### The data

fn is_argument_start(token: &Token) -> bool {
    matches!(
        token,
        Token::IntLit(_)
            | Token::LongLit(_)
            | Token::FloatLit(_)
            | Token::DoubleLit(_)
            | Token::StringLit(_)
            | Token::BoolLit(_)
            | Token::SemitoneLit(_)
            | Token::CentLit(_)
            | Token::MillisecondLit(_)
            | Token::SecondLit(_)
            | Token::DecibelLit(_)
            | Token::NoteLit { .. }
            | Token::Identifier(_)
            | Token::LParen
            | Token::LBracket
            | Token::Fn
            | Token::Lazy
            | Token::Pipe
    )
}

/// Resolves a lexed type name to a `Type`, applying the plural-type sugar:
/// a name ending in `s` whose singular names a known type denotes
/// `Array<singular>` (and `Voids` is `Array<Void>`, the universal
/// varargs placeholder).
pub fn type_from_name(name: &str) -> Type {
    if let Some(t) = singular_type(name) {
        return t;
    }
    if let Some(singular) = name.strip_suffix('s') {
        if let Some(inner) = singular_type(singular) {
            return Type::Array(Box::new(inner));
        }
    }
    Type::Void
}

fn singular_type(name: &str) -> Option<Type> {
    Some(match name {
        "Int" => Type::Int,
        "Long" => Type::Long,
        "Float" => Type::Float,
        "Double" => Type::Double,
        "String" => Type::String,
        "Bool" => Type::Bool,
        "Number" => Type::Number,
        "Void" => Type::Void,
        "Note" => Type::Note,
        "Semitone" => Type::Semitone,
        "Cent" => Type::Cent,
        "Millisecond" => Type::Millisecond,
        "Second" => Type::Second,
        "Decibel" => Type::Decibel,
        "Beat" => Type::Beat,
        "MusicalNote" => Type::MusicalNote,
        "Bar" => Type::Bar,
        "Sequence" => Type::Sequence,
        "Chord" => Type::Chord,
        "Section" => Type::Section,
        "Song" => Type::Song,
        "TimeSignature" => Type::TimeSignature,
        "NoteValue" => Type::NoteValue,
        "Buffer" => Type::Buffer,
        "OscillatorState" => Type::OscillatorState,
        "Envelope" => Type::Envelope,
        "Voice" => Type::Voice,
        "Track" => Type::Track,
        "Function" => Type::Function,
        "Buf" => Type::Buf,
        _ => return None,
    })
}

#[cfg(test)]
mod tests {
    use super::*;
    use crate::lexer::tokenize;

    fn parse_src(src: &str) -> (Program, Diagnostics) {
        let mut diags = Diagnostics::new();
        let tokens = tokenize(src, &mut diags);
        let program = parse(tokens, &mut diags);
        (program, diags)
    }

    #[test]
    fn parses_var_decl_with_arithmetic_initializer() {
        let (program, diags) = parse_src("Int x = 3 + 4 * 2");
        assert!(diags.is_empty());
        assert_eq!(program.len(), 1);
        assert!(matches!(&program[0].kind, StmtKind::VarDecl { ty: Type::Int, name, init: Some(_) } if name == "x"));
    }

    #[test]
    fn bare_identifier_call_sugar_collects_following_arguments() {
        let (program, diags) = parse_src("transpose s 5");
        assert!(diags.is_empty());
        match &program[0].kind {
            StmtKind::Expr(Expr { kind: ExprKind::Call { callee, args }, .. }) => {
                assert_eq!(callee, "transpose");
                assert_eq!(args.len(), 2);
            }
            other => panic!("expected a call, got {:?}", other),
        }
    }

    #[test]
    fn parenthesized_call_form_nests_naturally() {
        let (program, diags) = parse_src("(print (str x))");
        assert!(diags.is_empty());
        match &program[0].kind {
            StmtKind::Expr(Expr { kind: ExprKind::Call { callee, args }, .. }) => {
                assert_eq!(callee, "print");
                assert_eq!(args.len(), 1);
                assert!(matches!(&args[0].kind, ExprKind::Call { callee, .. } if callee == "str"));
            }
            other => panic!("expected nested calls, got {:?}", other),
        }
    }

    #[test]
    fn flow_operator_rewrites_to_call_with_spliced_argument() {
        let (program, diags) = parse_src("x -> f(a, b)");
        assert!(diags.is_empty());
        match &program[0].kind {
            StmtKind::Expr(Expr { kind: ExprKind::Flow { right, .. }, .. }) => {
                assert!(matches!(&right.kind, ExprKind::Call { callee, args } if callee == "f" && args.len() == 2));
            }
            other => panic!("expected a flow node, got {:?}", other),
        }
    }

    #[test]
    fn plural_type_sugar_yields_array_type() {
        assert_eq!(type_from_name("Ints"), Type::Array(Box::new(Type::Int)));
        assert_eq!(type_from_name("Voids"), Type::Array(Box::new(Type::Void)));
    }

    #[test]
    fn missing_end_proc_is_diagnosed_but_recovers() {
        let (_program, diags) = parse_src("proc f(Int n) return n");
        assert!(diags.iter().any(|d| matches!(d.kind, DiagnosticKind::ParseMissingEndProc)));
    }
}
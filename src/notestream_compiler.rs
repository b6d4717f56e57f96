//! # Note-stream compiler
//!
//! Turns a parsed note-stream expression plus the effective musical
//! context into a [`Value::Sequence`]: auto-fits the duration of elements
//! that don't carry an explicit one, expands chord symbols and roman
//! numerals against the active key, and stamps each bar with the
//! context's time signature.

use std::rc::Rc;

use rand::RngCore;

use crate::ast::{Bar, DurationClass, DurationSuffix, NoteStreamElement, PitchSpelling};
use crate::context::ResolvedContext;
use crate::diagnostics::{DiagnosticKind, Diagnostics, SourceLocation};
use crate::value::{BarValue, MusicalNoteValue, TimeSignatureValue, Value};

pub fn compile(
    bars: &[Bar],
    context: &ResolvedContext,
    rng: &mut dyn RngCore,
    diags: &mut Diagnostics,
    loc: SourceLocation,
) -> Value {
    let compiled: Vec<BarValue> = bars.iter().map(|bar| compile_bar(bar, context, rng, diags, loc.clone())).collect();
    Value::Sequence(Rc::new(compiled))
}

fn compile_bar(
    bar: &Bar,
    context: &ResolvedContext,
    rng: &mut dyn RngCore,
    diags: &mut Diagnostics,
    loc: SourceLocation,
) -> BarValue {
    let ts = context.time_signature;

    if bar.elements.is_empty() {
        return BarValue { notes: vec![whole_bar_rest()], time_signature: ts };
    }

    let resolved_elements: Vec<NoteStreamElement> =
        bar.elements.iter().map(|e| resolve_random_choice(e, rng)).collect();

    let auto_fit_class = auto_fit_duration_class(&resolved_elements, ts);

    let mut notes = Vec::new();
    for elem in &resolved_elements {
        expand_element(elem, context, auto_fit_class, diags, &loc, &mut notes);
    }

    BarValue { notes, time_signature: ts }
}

######
### The data

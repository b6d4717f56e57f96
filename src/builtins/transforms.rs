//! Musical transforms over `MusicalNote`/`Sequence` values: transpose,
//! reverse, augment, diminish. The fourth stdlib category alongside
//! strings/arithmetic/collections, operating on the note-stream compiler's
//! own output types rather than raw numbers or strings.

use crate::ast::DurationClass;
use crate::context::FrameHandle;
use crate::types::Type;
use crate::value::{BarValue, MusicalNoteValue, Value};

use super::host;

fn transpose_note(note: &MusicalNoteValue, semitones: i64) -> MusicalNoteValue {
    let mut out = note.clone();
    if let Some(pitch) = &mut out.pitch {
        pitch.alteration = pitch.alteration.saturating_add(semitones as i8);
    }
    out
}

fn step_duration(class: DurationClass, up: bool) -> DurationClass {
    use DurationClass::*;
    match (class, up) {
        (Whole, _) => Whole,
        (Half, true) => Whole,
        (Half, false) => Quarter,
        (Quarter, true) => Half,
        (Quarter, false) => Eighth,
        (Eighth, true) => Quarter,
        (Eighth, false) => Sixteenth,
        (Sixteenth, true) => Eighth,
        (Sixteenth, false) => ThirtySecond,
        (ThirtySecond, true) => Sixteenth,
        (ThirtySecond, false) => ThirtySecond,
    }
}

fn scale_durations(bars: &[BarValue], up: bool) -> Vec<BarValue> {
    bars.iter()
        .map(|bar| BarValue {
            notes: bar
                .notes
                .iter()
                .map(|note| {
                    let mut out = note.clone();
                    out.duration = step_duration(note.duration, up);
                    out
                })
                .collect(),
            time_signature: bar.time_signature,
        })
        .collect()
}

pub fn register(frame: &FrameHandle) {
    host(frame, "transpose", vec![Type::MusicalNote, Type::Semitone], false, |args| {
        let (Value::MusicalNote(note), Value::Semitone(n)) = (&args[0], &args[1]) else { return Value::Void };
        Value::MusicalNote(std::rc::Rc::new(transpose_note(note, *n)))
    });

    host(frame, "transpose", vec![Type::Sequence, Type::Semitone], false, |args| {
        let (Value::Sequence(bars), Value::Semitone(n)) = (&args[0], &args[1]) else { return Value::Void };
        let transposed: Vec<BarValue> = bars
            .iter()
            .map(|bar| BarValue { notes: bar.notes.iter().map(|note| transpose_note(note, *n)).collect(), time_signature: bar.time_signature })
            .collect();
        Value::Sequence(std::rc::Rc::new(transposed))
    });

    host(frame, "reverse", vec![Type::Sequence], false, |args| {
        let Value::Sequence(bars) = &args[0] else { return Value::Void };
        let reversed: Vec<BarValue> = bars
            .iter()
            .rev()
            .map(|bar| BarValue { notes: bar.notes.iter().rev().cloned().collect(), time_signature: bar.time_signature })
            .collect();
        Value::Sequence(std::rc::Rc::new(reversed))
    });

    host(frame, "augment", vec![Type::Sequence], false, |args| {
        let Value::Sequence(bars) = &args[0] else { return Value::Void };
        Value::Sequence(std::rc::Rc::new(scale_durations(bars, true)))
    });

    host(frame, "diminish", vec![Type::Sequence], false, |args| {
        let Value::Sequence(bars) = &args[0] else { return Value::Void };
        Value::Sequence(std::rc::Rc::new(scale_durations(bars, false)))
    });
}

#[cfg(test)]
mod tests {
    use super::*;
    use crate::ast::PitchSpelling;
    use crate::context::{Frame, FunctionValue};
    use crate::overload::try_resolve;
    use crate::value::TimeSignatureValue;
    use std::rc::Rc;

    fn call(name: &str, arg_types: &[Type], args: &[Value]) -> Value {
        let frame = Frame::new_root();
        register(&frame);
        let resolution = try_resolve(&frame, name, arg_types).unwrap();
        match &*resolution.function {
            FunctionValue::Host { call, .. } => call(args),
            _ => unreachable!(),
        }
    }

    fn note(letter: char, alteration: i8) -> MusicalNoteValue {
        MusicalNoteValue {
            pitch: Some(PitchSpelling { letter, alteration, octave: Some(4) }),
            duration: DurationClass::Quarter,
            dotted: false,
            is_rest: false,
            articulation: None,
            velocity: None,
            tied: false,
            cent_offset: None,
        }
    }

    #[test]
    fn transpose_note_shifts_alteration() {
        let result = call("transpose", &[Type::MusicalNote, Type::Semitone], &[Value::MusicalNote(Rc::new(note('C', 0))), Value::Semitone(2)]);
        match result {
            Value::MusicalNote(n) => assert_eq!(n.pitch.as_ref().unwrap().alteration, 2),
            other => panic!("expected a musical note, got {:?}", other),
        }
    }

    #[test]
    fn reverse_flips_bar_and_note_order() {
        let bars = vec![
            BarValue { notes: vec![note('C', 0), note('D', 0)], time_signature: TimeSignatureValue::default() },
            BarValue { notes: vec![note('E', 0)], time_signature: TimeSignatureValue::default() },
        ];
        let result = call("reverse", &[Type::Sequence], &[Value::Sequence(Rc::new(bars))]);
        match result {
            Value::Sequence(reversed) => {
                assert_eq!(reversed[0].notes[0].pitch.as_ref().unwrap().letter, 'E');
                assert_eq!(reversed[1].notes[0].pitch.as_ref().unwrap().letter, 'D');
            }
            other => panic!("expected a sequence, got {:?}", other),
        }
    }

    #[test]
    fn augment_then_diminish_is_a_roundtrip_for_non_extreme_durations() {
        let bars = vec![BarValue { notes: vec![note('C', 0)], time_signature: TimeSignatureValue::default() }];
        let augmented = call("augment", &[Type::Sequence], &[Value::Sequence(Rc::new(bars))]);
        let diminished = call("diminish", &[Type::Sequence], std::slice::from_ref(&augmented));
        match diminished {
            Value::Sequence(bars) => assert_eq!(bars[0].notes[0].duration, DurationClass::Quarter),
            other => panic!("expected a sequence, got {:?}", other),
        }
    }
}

######
### The data

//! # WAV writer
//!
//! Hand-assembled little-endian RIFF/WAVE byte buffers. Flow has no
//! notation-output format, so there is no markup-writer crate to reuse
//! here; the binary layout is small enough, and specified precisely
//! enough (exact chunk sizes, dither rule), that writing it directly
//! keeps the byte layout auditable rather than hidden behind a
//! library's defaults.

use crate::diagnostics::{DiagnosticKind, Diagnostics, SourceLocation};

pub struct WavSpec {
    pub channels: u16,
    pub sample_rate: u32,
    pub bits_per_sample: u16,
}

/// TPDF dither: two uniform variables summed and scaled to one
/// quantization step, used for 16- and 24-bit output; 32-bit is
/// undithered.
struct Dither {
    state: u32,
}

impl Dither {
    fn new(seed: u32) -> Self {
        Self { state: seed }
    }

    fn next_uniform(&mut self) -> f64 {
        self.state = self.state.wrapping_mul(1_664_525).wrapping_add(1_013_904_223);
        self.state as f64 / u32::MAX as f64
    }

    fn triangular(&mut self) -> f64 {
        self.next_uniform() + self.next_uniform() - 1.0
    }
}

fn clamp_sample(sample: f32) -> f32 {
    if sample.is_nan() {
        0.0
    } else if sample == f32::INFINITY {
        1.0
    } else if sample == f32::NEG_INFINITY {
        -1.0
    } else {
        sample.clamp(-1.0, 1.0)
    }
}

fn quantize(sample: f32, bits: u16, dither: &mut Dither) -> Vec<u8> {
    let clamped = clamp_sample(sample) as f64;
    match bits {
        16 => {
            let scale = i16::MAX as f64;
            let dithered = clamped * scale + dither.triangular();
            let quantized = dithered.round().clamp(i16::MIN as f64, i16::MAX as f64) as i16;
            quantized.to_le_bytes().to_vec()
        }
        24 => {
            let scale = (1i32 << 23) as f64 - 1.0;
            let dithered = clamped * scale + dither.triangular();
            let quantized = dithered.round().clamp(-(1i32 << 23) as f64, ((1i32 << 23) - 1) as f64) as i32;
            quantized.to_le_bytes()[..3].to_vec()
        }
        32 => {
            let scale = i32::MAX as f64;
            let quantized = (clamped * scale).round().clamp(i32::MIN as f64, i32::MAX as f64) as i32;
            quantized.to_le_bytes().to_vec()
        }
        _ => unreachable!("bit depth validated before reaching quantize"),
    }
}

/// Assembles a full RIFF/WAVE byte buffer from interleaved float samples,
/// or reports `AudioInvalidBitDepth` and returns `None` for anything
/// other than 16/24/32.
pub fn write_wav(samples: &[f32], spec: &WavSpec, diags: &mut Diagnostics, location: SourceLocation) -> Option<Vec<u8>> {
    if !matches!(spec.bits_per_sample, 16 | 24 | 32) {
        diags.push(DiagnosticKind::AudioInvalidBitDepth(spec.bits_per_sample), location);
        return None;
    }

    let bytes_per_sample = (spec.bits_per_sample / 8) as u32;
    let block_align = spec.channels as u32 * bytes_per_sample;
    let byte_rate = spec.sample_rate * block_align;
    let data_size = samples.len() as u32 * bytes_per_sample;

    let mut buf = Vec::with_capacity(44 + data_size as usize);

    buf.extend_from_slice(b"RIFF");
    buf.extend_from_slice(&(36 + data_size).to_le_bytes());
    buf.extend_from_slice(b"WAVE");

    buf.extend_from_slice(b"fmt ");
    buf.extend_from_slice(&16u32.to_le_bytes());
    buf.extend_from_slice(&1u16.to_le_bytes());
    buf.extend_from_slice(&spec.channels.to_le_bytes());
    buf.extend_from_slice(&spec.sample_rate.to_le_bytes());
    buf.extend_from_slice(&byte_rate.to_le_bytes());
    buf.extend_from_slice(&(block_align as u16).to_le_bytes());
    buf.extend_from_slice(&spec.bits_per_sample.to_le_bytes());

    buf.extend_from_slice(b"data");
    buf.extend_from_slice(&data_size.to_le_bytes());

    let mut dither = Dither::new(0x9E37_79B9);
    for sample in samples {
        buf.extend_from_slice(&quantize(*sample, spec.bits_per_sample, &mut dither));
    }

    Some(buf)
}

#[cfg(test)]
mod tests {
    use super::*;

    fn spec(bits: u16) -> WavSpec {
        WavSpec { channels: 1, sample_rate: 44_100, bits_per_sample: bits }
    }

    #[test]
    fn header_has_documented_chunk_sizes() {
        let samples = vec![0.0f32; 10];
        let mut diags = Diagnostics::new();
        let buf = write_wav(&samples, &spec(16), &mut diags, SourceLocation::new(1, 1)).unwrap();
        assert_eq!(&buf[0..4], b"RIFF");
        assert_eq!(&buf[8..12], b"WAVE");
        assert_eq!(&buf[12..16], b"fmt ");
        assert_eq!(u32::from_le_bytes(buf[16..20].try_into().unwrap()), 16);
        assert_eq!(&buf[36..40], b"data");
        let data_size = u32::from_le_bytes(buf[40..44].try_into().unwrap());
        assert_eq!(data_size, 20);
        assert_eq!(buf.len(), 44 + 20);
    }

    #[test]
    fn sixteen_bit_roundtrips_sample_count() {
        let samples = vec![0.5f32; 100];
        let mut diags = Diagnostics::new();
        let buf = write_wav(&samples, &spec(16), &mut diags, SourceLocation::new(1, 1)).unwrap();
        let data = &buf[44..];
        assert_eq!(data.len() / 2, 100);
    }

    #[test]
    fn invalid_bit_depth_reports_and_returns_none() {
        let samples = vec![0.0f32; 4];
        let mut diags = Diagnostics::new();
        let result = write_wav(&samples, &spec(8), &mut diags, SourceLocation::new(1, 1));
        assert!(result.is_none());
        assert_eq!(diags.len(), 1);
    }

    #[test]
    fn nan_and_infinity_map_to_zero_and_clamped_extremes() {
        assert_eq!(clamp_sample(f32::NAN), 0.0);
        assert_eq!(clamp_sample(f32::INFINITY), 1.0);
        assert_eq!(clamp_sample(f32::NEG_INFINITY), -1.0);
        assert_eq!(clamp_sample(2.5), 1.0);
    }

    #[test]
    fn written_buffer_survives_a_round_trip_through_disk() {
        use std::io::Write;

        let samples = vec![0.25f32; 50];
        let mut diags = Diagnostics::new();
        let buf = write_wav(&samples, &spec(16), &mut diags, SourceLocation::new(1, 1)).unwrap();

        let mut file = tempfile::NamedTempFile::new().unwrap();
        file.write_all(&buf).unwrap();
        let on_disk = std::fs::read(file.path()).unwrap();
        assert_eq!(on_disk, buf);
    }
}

######

For every line in the listing above that holds "output", add one to a tally, and give that tally alone.

3